Rethinking the Measurement of Poverty

Chapter:
(p.23) 2 Rethinking the Measurement of Poverty
Source:
Rich Democracies, Poor People
Author(s):

David Brady (Contributor Webpage)

Publisher:
Oxford University Press
DOI:10.1093/acprof:oso/9780195385878.003.0002

This chapter begins by reviewing the shortcomings of the official U.S. measure of poverty, arguing that it is unreliable and invalid. Then, the chapter reviews major theoretical and methodological advances in poverty measurement and advocates five criteria in the measurement of poverty: (1) to measure comparative historical variation effectively, (2) to be relative rather than absolute, (3) to conceptualize poverty as social exclusion and capability deprivation, (4) to incorporate taxes and transfers, and (5) to integrate the depth of poverty.

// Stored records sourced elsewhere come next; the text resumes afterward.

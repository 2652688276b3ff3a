use log::debug;
use rand::rngs::SmallRng;

use super::{
    probe::{fire_ray, Direction, ShotLog},
    Strategy,
};
use crate::{
    common::GridError,
    config::{CellSet, GRID_SIZE, SHIPS},
    game::Game,
    ship::Placement,
};

/// Per-cell count of legal ship placements covering that cell.
pub type ProbabilityMap = [[f64; GRID_SIZE]; GRID_SIZE];

/// Build the placement-count map for the whole catalog.
///
/// Missed cells block placements; hit cells do not, so placements running
/// through a confirmed hit still add weight to their other cells. Every
/// fired cell, hit or miss, is zeroed at the end so it is never selected.
pub fn probability_map(log: &ShotLog) -> ProbabilityMap {
    let blocked = log.misses();
    let mut map = [[0.0f64; GRID_SIZE]; GRID_SIZE];
    for ship in SHIPS.iter() {
        for placement in Placement::all(*ship) {
            if blocked.contains(placement.row, placement.col) || !placement.in_bounds() {
                continue;
            }
            if placement.cells().any(|(r, c)| blocked.contains(r, c)) {
                continue;
            }
            for (r, c) in placement.cells() {
                map[r][c] += 1.0;
            }
        }
    }
    for (r, c) in log.shots.iter() {
        map[r][c] = 0.0;
    }
    map
}

/// The highest-weighted cell not in `shots`, first in row-major order on
/// ties. Returns `None` when every cell has been fired at.
pub fn best_cell(map: &ProbabilityMap, shots: &CellSet) -> Option<(usize, usize)> {
    let mut best: Option<((usize, usize), f64)> = None;
    for (r, row) in map.iter().enumerate() {
        for (c, &weight) in row.iter().enumerate() {
            if shots.contains(r, c) {
                continue;
            }
            match best {
                Some((_, top)) if weight <= top => {}
                _ => best = Some(((r, c), weight)),
            }
        }
    }
    best.map(|(cell, _)| cell)
}

/// Fires at the most likely cell under the placement-count map, rebuilding
/// the map before every hunting shot, and probes outward from each hit in
/// decreasing order of the neighbors' weight.
#[derive(Debug, Default, Clone, Copy)]
pub struct ProbabilityStrategy;

/// Index of the highest positive score, first in direction order on ties.
pub(crate) fn strongest(scores: &[f64; 4]) -> Option<usize> {
    let mut pick: Option<usize> = None;
    for (i, &score) in scores.iter().enumerate() {
        if score > 0.0 && pick.map_or(true, |p| score > scores[p]) {
            pick = Some(i);
        }
    }
    pick
}

impl ProbabilityStrategy {
    /// Probe around a fresh hit. Direction scores are read once from `map`;
    /// an edge or an already-fired neighbor scores zero and is never probed.
    pub(crate) fn target(
        game: &mut Game,
        log: &mut ShotLog,
        origin: (usize, usize),
        map: &ProbabilityMap,
    ) -> Result<usize, GridError> {
        let mut scores = Direction::ALL.map(|d| match d.neighbor(origin) {
            Some((r, c)) => map[r][c],
            None => 0.0,
        });
        let mut taken = 0;
        while let Some(pick) = strongest(&scores) {
            taken += fire_ray(game, log, origin, Direction::ALL[pick])?;
            scores[pick] = 0.0;
        }
        Ok(taken)
    }
}

impl Strategy for ProbabilityStrategy {
    fn name(&self) -> &'static str {
        "probability"
    }

    fn play(&mut self, game: &mut Game, _rng: &mut SmallRng) -> Result<usize, GridError> {
        let mut log = ShotLog::new();
        let mut count = 0;
        while !game.is_won() {
            let map = probability_map(&log);
            let Some((row, col)) = best_cell(&map, &log.shots) else {
                break;
            };
            let result = game.fire(row, col)?;
            log.record(row, col, result)?;
            count += 1;
            if result.is_hit() {
                count += Self::target(game, &mut log, (row, col), &map)?;
            }
        }
        debug!("probability strategy won in {} shots", count);
        Ok(count)
    }
}

#[cfg(test)]
mod tests {
    use super::*;
    use crate::{grid::Grid, ship::Orientation};

    fn opened_on_submarine() -> (Game, ShotLog) {
        let mut grid = Grid::new();
        grid.place(2, 5, 4, Orientation::Horizontal).unwrap();
        let mut game = Game::from_grid(grid);
        let mut log = ShotLog::new();
        let miss = game.fire(4, 5).unwrap();
        log.record(4, 5, miss).unwrap();
        let hit = game.fire(5, 5).unwrap();
        log.record(5, 5, hit).unwrap();
        (game, log)
    }

    #[test]
    fn strongest_breaks_ties_in_direction_order() {
        let mut scores = [7.0, 3.0, 7.0, 1.0];
        assert_eq!(strongest(&scores), Some(0));
        scores[0] = 0.0;
        assert_eq!(strongest(&scores), Some(2));
        assert_eq!(strongest(&[2.0, 5.0, 5.0, 5.0]), Some(1));
        assert_eq!(strongest(&[1.0, 1.0, 1.0, 4.0]), Some(3));
    }

    #[test]
    fn strongest_never_picks_zero() {
        assert_eq!(strongest(&[0.0; 4]), None);
        assert_eq!(strongest(&[0.0, 0.0, 0.5, 0.0]), Some(2));
    }

    #[test]
    fn target_skips_fired_neighbor() {
        let (mut game, mut log) = opened_on_submarine();
        let mut map = [[1.0; GRID_SIZE]; GRID_SIZE];
        map[4][5] = 0.0;
        let taken = ProbabilityStrategy::target(&mut game, &mut log, (5, 5), &map).unwrap();
        // right: (5,6) hit, (5,7) miss; down: (6,5) miss; left: (5,4) hit, (5,3) miss
        assert_eq!(taken, 5);
        assert_eq!(game.shots_fired(), 7);
        assert!(game.is_won());
        assert!(!log.fired(3, 5));
    }

    #[test]
    fn target_leaves_unfired_zero_neighbor_alone() {
        let (mut game, mut log) = opened_on_submarine();
        let mut map = [[1.0; GRID_SIZE]; GRID_SIZE];
        map[4][5] = 0.0;
        map[6][5] = 0.0;
        let taken = ProbabilityStrategy::target(&mut game, &mut log, (5, 5), &map).unwrap();
        assert_eq!(taken, 4);
        assert!(!log.fired(6, 5));
        assert!(!game.shots().contains(6, 5));
    }

    #[test]
    fn target_fires_only_weighted_directions() {
        let (mut game, mut log) = opened_on_submarine();
        let mut map = [[0.0; GRID_SIZE]; GRID_SIZE];
        map[5][6] = 3.0;
        let taken = ProbabilityStrategy::target(&mut game, &mut log, (5, 5), &map).unwrap();
        assert_eq!(taken, 2);
        assert!(log.fired(5, 7));
        assert!(!log.fired(5, 4));
        assert!(!log.fired(6, 5));
        assert_eq!(game.remaining_cells(), 1);
    }
}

Overall, the aim is to facilitate the integration of theoretical and methodological advances into the empirical measurement of poverty. Also, criticisms are made of absolute measures of poverty, the measurement of poverty before taxes and transfers, and measures of redistribution. This chapter makes a theoretical argument regarding how poverty should be measured for the study of affluent democracies.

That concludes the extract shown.